[Start of Attachment]
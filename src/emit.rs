//! Diagnostic output of the three driver modes.
//!
//! Every report renders the function in the textual IR, so the liveness and
//! DCE listings parse back in. The register allocation report resolves temps
//! to x86-64 register names and spill slots to frame offsets.

use std::fmt::{self, Display, Formatter};

use serde::Serialize;

use crate::{
  asm::{BlockId, Instr, Operand, Resolve, SlotId, Temp},
  cfg::Function,
  error::{BackendError, Result},
  pipeline::Allocation,
  regalloc::{ColorAssignment, Eliminated, Liveness, Location},
  registers::{reg_from_color, spill_slot_operand, REG_ALLOC_POOL_SIZE},
};

fn set(temps: impl IntoIterator<Item = Temp>) -> String {
  let names: Vec<String> = temps.into_iter().map(|t| t.to_string()).collect();
  names.join(" ")
}

/// Write `fn name(params) { ... }`, with `annotate` called around each block.
fn write_function<R: Resolve>(
  fmt: &mut Formatter,
  func: &Function,
  names: &R,
  params: &[String],
  mut line: impl FnMut(&mut Formatter, BlockId, usize, &Instr) -> fmt::Result,
  mut annotate: impl FnMut(&mut Formatter, BlockId, bool) -> fmt::Result,
) -> fmt::Result {
  writeln!(fmt, "fn {}({}) {{", func.name, params.join(", "))?;
  for block in &func.blocks {
    writeln!(fmt, "{}:", names.block(block.id))?;
    annotate(fmt, block.id, true)?;
    for (idx, instr) in block.instrs.iter().enumerate() {
      line(fmt, block.id, idx, instr)?;
    }
    annotate(fmt, block.id, false)?;
  }
  writeln!(fmt, "}}")
}

fn plain_params(func: &Function) -> Vec<String> {
  func
    .params
    .iter()
    .map(|p| match func.precolored.get(p).and_then(|c| reg_from_color(*c)) {
      Some(reg) => format!("{}: {}", p, reg),
      None => p.to_string(),
    })
    .collect()
}

/// The function in the textual IR.
pub struct Listing<'a>(pub &'a Function);

impl Display for Listing<'_> {
  fn fmt(&self, fmt: &mut Formatter) -> fmt::Result {
    let func = self.0;
    write_function(
      fmt,
      func,
      func,
      &plain_params(func),
      |fmt, _, _, instr| writeln!(fmt, "  {};", instr.display(func)),
      |_, _, _| Ok(()),
    )
  }
}

/// Live-in and live-out of every block and the live-after set of every instruction.
pub struct LivenessReport<'a> {
  pub func: &'a Function,
  pub liveness: &'a Liveness,
}

impl Display for LivenessReport<'_> {
  fn fmt(&self, fmt: &mut Formatter) -> fmt::Result {
    let (func, liveness) = (self.func, self.liveness);
    writeln!(
      fmt,
      "// liveness of `{}` settled after {} passes",
      func.name,
      liveness.passes()
    )?;
    write_function(
      fmt,
      func,
      func,
      &plain_params(func),
      |fmt, block, idx, instr| {
        writeln!(
          fmt,
          "  {};  // live: {}",
          instr.display(func),
          set(liveness.live_after(block, idx).iter().copied())
        )
      },
      |fmt, block, before| {
        if before && !liveness.is_reachable(block) {
          writeln!(fmt, "  // unreachable")?;
        }
        if before {
          writeln!(fmt, "  // in: {}", set(liveness.live_in(block).iter().copied()))
        } else {
          writeln!(fmt, "  // out: {}", set(liveness.live_out(block).iter().copied()))
        }
      },
    )
  }
}

/// The instruction stream left after dead code elimination.
pub struct DceReport<'a> {
  pub func: &'a Function,
  pub eliminated: &'a [Eliminated],
}

impl Display for DceReport<'_> {
  fn fmt(&self, fmt: &mut Formatter) -> fmt::Result {
    write!(fmt, "{}", Listing(self.func))?;
    for removed in self.eliminated {
      writeln!(
        fmt,
        "// removed from {}: {}",
        Resolve::block(self.func, removed.block),
        removed.instr.display(self.func)
      )?;
    }
    writeln!(fmt, "// eliminated {} instructions", self.eliminated.len())
  }
}

/// Resolves temps through a finished assignment.
struct Registers<'a> {
  func: &'a Function,
  assignment: &'a ColorAssignment,
}

impl Registers<'_> {
  fn location(&self, temp: Temp) -> Option<Location> {
    self.assignment.get(&temp)
  }

  /// A move between two temps that landed in the same register.
  fn is_nop(&self, instr: &Instr) -> bool {
    match instr {
      Instr::Mov {
        dest,
        src: Operand::Temp(src),
      } => matches!(
        (self.location(*dest), self.location(*src)),
        (Some(Location::Reg(a)), Some(Location::Reg(b))) if a == b
      ),
      _ => false,
    }
  }
}

impl Resolve for Registers<'_> {
  fn temp(&self, temp: Temp) -> String {
    match self.location(temp) {
      Some(Location::Reg(color)) => {
        reg_from_color(color).map_or_else(|| temp.to_string(), |reg| reg.to_string())
      }
      Some(Location::Spill(slot)) => spill_slot_operand(slot),
      None => temp.to_string(),
    }
  }

  fn block(&self, block: BlockId) -> String {
    Resolve::block(self.func, block)
  }

  fn slot(&self, slot: SlotId) -> String {
    spill_slot_operand(slot)
  }
}

/// `NUM_COLORS=K`, the allocation trace, then the function in physical registers.
pub struct RegAllocReport<'a> {
  alloc: &'a Allocation,
  num_colors: usize,
}

impl<'a> RegAllocReport<'a> {
  /// Fails when a color has no register to name it.
  pub fn new(alloc: &'a Allocation, num_colors: usize) -> Result<Self> {
    match alloc.assignment.largest_used_color() {
      Some(color) if color >= REG_ALLOC_POOL_SIZE => Err(BackendError::config(format!(
        "color {} of `{}` has no register, the pool holds {}",
        color, alloc.function.name, REG_ALLOC_POOL_SIZE
      ))),
      _ => Ok(RegAllocReport { alloc, num_colors }),
    }
  }
}

impl Display for RegAllocReport<'_> {
  fn fmt(&self, fmt: &mut Formatter) -> fmt::Result {
    let func = &self.alloc.function;
    let names = Registers {
      func,
      assignment: &self.alloc.assignment,
    };

    writeln!(fmt, "NUM_COLORS={}", self.num_colors)?;
    for round in &self.alloc.rounds {
      writeln!(
        fmt,
        "// round {}: {} nodes, {} edges, {} eliminated",
        round.round,
        round.nodes,
        round.edges,
        round.eliminated.len()
      )?;
      for event in &round.trace {
        writeln!(fmt, "//   {}", event)?;
      }
    }

    let params: Vec<String> = func.params.iter().map(|p| names.temp(*p)).collect();
    write_function(
      fmt,
      func,
      &names,
      &params,
      |fmt, _, _, instr| {
        if names.is_nop(instr) {
          return Ok(());
        }
        writeln!(fmt, "  {};", instr.display(&names))
      },
      |_, _, _| Ok(()),
    )
  }
}

#[derive(Serialize)]
struct AssignmentDump<'a> {
  function: &'a str,
  num_colors: usize,
  rounds: usize,
  spill_slots: SlotId,
  assignment: &'a ColorAssignment,
}

/// The final assignment of one function as JSON.
pub fn assignment_json(alloc: &Allocation, num_colors: usize) -> Result<String> {
  let dump = AssignmentDump {
    function: &alloc.function.name,
    num_colors,
    rounds: alloc.rounds.len(),
    spill_slots: alloc.function.num_slots,
    assignment: &alloc.assignment,
  };
  serde_json::to_string_pretty(&dump).map_err(|e| {
    BackendError::internal(
      &alloc.function.name,
      format!("cannot serialize the assignment: {}", e),
      None,
    )
  })
}

#[cfg(test)]
mod tests {
  use super::*;
  use crate::{
    elaboration::function_from_ir,
    parse::parser::parse_string,
    pipeline::{allocate, run_dce, PassContext},
  };

  const STRAIGHT: &str = "fn f(t0: %rdi) {
    t1 <- t0 + $1;
    t2 <- t0 * t0;
    ret t1;
  }";

  #[test]
  fn listing_parses_back() {
    let func = function_from_ir(STRAIGHT);
    let text = Listing(&func).to_string();
    assert!(text.starts_with("fn f(t0: %rdi) {\nf.entry:\n"), "{}", text);
    let again = parse_string(&text).unwrap();
    assert_eq!(again[0].num_instrs(), 3);
  }

  #[test]
  fn liveness_report_shows_sets() {
    let mut func = function_from_ir(STRAIGHT);
    let ctx = PassContext {
      dead_code_elim: false,
      ..PassContext::default()
    };
    let (liveness, _) = run_dce(&mut func, &ctx).unwrap();
    let text = LivenessReport {
      func: &func,
      liveness: &liveness,
    }
    .to_string();
    assert!(text.contains("// in: t0\n"), "{}", text);
    assert!(text.contains("t1 <- t0 + $1;  // live: t0 t1\n"), "{}", text);
    assert!(text.contains("t2 <- t0 * t0;  // live: t1\n"), "{}", text);
    assert!(text.contains("// out: \n"), "{}", text);
    assert!(parse_string(&text).is_ok());
  }

  #[test]
  fn dce_report_counts_removals() {
    let mut func = function_from_ir(STRAIGHT);
    let (_, eliminated) = run_dce(&mut func, &PassContext::default()).unwrap();
    let text = DceReport {
      func: &func,
      eliminated: &eliminated,
    }
    .to_string();
    assert!(!text.contains("  t2 <- t0 * t0;"), "{}", text);
    assert!(text.contains("// removed from f.entry: t2 <- t0 * t0\n"), "{}", text);
    assert!(text.ends_with("// eliminated 1 instructions\n"), "{}", text);
  }

  #[test]
  fn regalloc_report_names_registers() {
    let func = function_from_ir(
      "fn g(t0: %rdi) {
        t1 <- t0 + $1;
        t2 <- t1;
        ret t2;
      }",
    );
    let alloc = allocate(func, &PassContext::default()).unwrap();
    let text = RegAllocReport::new(&alloc, 4).unwrap().to_string();
    assert!(text.starts_with("NUM_COLORS=4\n"), "{}", text);
    assert!(text.contains("fn g(%rdi) {"), "{}", text);
    assert!(text.contains("  %rax <- %rdi + $1;\n"), "{}", text);
    // t1 and t2 share %rax, so the copy disappears
    assert!(!text.contains("%rax <- %rax"), "{}", text);
    assert!(text.contains("  ret %rax;\n"), "{}", text);
  }

  #[test]
  fn spills_render_as_frame_offsets() {
    let func = function_from_ir("fn h() { t0 <- spill_load slot1; spill_store slot0 <- t0; ret t0; }");
    let alloc = allocate(func, &PassContext::default()).unwrap();
    let text = RegAllocReport::new(&alloc, 4).unwrap().to_string();
    assert!(text.contains("%rax <- spill_load -16(%rbp);"), "{}", text);
    assert!(text.contains("spill_store -8(%rbp) <- %rax;"), "{}", text);
  }

  #[test]
  fn colors_beyond_the_pool_are_rejected() {
    let func = function_from_ir("fn p(t0: %r15) { ret t0; }");
    let ctx = PassContext {
      num_colors: 20,
      ..PassContext::default()
    };
    let mut alloc = allocate(func, &ctx).unwrap();
    alloc.assignment.insert(Temp(9), Location::Reg(15));
    assert!(matches!(
      RegAllocReport::new(&alloc, 20),
      Err(BackendError::Config(_))
    ));
  }

  #[test]
  fn json_dump_carries_the_assignment() {
    let func = function_from_ir(STRAIGHT);
    let alloc = allocate(func, &PassContext::default()).unwrap();
    let json = assignment_json(&alloc, 4).unwrap();
    let value: serde_json::Value = serde_json::from_str(&json).unwrap();
    assert_eq!(value["function"], "f");
    assert_eq!(value["num_colors"], 4);
    assert_eq!(value["assignment"]["0"]["Reg"], 1);
  }
}
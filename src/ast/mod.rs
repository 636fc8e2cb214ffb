mod surface_prog;

use std::fmt::{Display, Error, Formatter};

pub use surface_prog::*;

impl Display for SurfaceParam {
  fn fmt(&self, fmt: &mut Formatter) -> Result<(), Error> {
    match &self.reg {
      Some(reg) => write!(fmt, "{}: {}", self.temp, reg),
      None => write!(fmt, "{}", self.temp),
    }
  }
}

impl SurfaceFunction {
  pub fn num_instrs(&self) -> usize {
    self
      .body
      .iter()
      .filter(|line| matches!(line, SurfaceLine::Instr(_)))
      .count()
  }
}
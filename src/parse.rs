//! Parser
// We rely on [lalrpop](https://github.com/lalrpop/lalrpop) for parsing.
// Lalrpop generates a LR(1) parser, the grammar can be found in irtext.lalrpop
// and the generated code in irtext.rs

pub mod parser {
  use lalrpop_util::ParseError;
  use logos::{Logos, Span};

  use crate::ast::SurfaceProgram;
  use crate::error::{BackendError, Result};
  use crate::irtext;
  use crate::lex::Token;

  /// Name reported for errors that cannot be pinned to one function
  pub const INPUT: &str = "<input>";

  fn line_col(input: &str, offset: usize) -> (usize, usize) {
    let before = &input[..offset.min(input.len())];
    let line = before.matches('\n').count() + 1;
    let col = before.len() - before.rfind('\n').map_or(0, |i| i + 1) + 1;
    (line, col)
  }

  fn describe(input: &str, err: ParseError<usize, Token<'_>, &'static str>) -> String {
    match err {
      ParseError::InvalidToken { location } => {
        let (line, col) = line_col(input, location);
        format!("invalid token at {}:{}", line, col)
      }
      ParseError::UnrecognizedEof { location, expected } => {
        let (line, col) = line_col(input, location);
        format!("unexpected end of input at {}:{}, expected one of {}", line, col, expected.join(" "))
      }
      ParseError::UnrecognizedToken {
        token: (start, tok, end),
        expected,
      } => {
        let (line, col) = line_col(input, start);
        format!(
          "unexpected {} `{}` at {}:{}, expected one of {}",
          tok.as_ref(),
          &input[start..end],
          line,
          col,
          expected.join(" ")
        )
      }
      ParseError::ExtraToken {
        token: (start, tok, _),
      } => {
        let (line, col) = line_col(input, start);
        format!("extra token {} at {}:{}", tok.as_ref(), line, col)
      }
      ParseError::User { error } => error.to_string(),
    }
  }

  pub fn parse_string(input: &str) -> Result<SurfaceProgram> {
    let lex_stream = Token::lexer(input)
      .spanned()
      .map(|(t, y): (Token, Span)| (y.start, t, y.end));

    irtext::SurfaceProgramParser::new()
      .parse(lex_stream)
      .map_err(|e| BackendError::malformed(INPUT, format!("couldn't parse: {}", describe(input, e))))
  }

  #[cfg(test)]
  mod tests {
    use super::*;
    use crate::asm::{BinOp, Cond, Operand, Temp};
    use crate::ast::{Rhs, SurfaceInstr, SurfaceLine};

    #[test]
    fn parses_the_full_instruction_set() {
      let program = parse_string(
        "fn name(t0: %rdi, t1) {
        entry:
          t2 <- t0 + t1;
          t3 <- $5;
          t4 <- call f(t2, t3);
          call g();
          *t2 <- t4;
          t5 <- *t2;
          t6 <- &t3;
          t7 <- -t6;
          t8 <- spill_load slot0;
          spill_store slot1 <- t8;
          t9 <- &slot1;
          if t2 < t3 goto body else exit;
        body:
          goto entry;
        exit:
          ret t2;
        }
        fn empty() { ret; }",
      )
      .unwrap();

      assert_eq!(program.len(), 2);
      let f = &program[0];
      assert_eq!(f.params[0].reg.as_deref(), Some("%rdi"));
      assert_eq!(f.params[1].reg, None);
      assert_eq!(f.num_instrs(), 14);
      assert_eq!(f.body[0], SurfaceLine::Label("entry".to_string()));
      assert_eq!(
        f.body[1],
        SurfaceLine::Instr(SurfaceInstr::Assign(
          Temp(2),
          Rhs::Binary(BinOp::Add, Operand::Temp(Temp(0)), Operand::Temp(Temp(1)))
        ))
      );
      assert_eq!(
        f.body[12],
        SurfaceLine::Instr(SurfaceInstr::If(
          Cond::BinOp(Operand::Temp(Temp(2)), BinOp::Lt, Operand::Temp(Temp(3))),
          "body".to_string(),
          "exit".to_string()
        ))
      );
      assert_eq!(program[1].num_instrs(), 1);
    }

    #[test]
    fn errors_carry_a_position() {
      let err = parse_string("fn f() {\n  t1 <- t2 +;\n}").unwrap_err();
      let msg = err.to_string();
      assert!(msg.contains("2:"), "{}", msg);
      assert!(!err.is_fatal());
    }

    #[test]
    fn empty_input_is_an_empty_program() {
      assert!(parse_string("// nothing here\n").unwrap().is_empty());
    }
  }
}
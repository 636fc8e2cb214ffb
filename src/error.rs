//! Error taxonomy of the backend.

use thiserror::Error;

pub type Result<T> = std::result::Result<T, BackendError>;

#[derive(Debug, Error)]
pub enum BackendError {
  /// Bad K, unreadable input or config. Reported before any graph work.
  #[error("configuration error: {0}")]
  Config(String),

  /// The front end handed us something inconsistent. Only this function is lost.
  #[error("malformed IR in function `{function}`: {reason}")]
  MalformedIr { function: String, reason: String },

  /// An allocator invariant broke. Fatal for the whole compilation; `state`
  /// carries a JSON dump of the graph when one was available.
  #[error("internal allocator inconsistency in function `{function}`: {reason}")]
  Internal {
    function: String,
    reason: String,
    state: Option<String>,
  },
}

impl BackendError {
  pub fn config(reason: impl Into<String>) -> Self {
    BackendError::Config(reason.into())
  }

  pub fn malformed(function: &str, reason: impl Into<String>) -> Self {
    BackendError::MalformedIr {
      function: function.to_string(),
      reason: reason.into(),
    }
  }

  pub fn internal(function: &str, reason: impl Into<String>, state: Option<String>) -> Self {
    BackendError::Internal {
      function: function.to_string(),
      reason: reason.into(),
      state,
    }
  }

  /// Whether the error should stop the compilation of every remaining function.
  pub fn is_fatal(&self) -> bool {
    matches!(self, BackendError::Internal { .. })
  }

  pub fn postmortem(&self) -> Option<&str> {
    match self {
      BackendError::Internal { state, .. } => state.as_deref(),
      _ => None,
    }
  }
}

#[cfg(test)]
mod tests {
  use super::*;

  #[test]
  fn only_internal_errors_are_fatal() {
    assert!(!BackendError::config("K must be at least 1").is_fatal());
    assert!(!BackendError::malformed("main", "unknown label `l9`").is_fatal());
    let err = BackendError::internal("main", "stuck", Some("{}".to_string()));
    assert!(err.is_fatal());
    assert_eq!(err.postmortem(), Some("{}"));
  }

  #[test]
  fn messages_name_the_function() {
    let err = BackendError::malformed("fib", "duplicate label `loop`");
    assert_eq!(
      err.to_string(),
      "malformed IR in function `fib`: duplicate label `loop`"
    );
  }
}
[End of Attachment]
The answer must consist of every line from the data that contains the word "pipeline".

  pipeline::Allocation,
    pipeline::{allocate, run_dce, PassContext},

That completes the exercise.